## Task to complete
Print, in exact form, the lines below from the one containing "for the opponent." through the one containing "to connect to", and omit all others.

## Excerpted records
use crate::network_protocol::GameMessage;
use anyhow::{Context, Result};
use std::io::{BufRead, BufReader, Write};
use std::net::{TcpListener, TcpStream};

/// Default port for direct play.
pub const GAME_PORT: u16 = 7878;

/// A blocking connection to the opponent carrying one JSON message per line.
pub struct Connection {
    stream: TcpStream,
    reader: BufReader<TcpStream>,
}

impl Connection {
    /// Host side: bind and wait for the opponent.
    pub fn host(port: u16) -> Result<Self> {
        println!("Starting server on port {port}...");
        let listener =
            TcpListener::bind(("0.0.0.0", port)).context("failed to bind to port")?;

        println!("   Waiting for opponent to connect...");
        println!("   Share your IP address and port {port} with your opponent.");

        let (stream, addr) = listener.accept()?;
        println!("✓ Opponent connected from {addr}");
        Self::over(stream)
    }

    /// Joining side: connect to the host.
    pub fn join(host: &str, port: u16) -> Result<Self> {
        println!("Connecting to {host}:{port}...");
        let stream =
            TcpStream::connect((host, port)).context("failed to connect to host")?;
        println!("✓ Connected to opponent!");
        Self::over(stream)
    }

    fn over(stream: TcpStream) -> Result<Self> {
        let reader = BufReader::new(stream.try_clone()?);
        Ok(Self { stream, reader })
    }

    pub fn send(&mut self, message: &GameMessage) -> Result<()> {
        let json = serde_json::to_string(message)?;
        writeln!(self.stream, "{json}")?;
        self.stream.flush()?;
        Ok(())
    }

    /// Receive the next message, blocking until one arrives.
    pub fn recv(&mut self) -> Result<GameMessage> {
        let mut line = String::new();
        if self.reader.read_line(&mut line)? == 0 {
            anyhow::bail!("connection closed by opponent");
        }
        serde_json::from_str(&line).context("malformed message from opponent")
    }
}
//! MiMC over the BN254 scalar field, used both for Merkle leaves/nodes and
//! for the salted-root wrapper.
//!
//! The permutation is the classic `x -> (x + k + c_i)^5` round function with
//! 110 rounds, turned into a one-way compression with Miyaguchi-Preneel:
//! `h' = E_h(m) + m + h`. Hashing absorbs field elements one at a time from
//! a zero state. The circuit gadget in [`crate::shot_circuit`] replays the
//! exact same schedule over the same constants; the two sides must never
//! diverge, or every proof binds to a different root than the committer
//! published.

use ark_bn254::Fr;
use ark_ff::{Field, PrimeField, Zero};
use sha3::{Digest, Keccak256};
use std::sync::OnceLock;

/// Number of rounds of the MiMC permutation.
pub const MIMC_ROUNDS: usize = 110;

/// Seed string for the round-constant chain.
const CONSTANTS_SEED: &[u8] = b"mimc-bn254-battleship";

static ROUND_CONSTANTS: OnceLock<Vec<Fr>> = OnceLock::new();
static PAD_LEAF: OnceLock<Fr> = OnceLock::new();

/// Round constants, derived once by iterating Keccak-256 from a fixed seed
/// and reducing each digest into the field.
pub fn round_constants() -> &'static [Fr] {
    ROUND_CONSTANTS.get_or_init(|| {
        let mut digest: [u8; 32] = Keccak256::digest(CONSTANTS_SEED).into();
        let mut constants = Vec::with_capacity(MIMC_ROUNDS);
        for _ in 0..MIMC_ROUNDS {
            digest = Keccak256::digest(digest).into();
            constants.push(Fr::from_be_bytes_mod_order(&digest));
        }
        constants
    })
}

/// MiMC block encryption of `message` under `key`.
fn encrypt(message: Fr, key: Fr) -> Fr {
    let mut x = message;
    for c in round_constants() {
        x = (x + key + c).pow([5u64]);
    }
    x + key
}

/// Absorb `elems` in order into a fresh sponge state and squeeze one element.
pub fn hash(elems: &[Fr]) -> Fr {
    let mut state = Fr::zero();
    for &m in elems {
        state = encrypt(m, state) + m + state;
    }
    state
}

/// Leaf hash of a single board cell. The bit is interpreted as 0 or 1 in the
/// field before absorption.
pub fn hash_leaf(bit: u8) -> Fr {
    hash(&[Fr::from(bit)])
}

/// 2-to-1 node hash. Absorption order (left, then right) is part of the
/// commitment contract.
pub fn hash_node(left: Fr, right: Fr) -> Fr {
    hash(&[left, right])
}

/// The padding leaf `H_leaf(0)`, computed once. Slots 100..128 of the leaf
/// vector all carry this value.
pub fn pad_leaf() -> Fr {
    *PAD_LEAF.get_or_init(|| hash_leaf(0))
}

...

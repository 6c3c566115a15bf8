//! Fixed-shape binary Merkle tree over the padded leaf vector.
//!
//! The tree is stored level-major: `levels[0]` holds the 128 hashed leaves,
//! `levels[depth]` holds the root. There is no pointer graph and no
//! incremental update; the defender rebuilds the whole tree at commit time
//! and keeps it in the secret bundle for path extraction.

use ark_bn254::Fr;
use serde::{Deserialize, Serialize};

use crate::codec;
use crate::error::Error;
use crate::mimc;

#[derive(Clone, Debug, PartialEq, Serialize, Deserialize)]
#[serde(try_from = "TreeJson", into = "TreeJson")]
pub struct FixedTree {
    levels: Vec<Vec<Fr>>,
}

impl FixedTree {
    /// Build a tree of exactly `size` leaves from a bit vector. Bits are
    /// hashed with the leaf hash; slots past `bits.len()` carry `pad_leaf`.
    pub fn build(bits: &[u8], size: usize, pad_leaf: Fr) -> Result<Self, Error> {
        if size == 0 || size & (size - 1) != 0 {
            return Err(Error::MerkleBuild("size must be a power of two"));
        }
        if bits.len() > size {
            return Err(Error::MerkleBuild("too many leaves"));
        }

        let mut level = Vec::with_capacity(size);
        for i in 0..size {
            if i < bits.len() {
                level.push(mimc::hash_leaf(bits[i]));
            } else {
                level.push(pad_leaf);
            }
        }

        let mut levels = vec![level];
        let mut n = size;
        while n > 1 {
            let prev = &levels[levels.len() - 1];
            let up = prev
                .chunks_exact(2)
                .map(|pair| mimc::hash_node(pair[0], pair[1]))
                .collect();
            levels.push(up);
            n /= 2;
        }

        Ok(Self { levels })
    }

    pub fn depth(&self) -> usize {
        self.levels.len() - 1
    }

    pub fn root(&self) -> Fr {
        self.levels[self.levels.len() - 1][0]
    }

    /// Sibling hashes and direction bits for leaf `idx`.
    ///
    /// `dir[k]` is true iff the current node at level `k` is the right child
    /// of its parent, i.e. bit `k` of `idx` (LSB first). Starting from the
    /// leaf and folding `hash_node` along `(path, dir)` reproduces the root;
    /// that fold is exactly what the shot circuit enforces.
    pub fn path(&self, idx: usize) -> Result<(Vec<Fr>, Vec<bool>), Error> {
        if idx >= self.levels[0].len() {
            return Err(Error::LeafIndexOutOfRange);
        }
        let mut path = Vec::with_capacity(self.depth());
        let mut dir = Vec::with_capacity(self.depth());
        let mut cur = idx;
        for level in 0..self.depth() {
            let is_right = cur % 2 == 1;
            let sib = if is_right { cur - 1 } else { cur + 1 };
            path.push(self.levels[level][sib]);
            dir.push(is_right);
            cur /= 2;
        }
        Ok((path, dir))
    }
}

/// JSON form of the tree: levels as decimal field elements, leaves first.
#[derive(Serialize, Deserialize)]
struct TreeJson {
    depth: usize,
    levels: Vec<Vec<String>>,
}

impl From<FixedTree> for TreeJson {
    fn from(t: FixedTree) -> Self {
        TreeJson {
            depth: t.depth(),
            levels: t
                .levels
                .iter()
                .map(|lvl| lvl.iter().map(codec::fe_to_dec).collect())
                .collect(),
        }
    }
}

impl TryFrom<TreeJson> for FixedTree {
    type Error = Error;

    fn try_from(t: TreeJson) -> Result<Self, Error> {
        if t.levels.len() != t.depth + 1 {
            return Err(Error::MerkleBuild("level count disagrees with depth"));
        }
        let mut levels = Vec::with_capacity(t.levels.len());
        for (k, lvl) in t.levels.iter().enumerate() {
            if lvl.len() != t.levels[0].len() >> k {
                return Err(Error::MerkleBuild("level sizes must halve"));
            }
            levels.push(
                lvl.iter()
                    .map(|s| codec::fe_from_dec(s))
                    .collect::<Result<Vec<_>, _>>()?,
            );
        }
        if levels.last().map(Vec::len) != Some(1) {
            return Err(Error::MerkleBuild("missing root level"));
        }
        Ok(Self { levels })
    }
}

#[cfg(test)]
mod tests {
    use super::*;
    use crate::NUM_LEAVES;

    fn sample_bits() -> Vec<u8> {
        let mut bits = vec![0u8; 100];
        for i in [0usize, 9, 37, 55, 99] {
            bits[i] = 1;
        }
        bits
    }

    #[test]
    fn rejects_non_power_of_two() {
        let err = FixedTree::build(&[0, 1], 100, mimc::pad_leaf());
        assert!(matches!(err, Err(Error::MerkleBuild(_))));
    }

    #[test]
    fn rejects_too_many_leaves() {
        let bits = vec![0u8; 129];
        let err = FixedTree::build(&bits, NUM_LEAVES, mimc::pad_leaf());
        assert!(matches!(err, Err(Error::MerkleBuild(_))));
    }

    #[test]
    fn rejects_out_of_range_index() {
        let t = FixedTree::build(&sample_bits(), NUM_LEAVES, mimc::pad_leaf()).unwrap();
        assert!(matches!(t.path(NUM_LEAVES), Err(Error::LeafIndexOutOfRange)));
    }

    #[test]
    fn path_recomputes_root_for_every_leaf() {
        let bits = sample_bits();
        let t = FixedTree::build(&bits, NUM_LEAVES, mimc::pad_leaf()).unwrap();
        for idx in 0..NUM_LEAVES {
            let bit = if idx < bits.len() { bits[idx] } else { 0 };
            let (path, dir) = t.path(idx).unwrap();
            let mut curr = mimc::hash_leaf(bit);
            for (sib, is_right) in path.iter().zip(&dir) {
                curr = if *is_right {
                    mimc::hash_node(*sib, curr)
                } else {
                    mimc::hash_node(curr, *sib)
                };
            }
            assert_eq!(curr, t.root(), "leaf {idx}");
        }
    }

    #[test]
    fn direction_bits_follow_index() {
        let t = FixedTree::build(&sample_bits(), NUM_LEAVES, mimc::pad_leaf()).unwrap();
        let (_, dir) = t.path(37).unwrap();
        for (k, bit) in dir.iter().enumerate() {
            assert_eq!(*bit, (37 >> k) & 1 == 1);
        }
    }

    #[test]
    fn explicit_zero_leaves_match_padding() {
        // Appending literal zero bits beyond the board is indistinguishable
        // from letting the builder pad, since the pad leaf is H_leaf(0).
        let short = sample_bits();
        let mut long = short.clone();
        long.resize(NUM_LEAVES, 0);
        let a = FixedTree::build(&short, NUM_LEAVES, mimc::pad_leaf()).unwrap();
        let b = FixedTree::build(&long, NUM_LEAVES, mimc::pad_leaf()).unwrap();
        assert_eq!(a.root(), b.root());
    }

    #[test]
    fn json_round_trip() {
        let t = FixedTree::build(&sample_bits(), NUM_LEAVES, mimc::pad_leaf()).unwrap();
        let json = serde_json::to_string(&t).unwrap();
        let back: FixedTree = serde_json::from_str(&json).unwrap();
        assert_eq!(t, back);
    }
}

## Answer box
    /// Host side: bind and wait for the opponent.
    pub fn host(port: u16) -> Result<Self> {
        println!("Starting server on port {port}...");
        let listener =
            TcpListener::bind(("0.0.0.0", port)).context("failed to bind to port")?;

        println!("   Waiting for opponent to connect...");
        println!("   Share your IP address and port {port} with your opponent.");

        let (stream, addr) = listener.accept()?;
        println!("✓ Opponent connected from {addr}");
        Self::over(stream)
    }

    /// Joining side: connect to the host.
    pub fn join(host: &str, port: u16) -> Result<Self> {
        println!("Connecting to {host}:{port}...");
        let stream =
            TcpStream::connect((host, port)).context("failed to connect to host")?;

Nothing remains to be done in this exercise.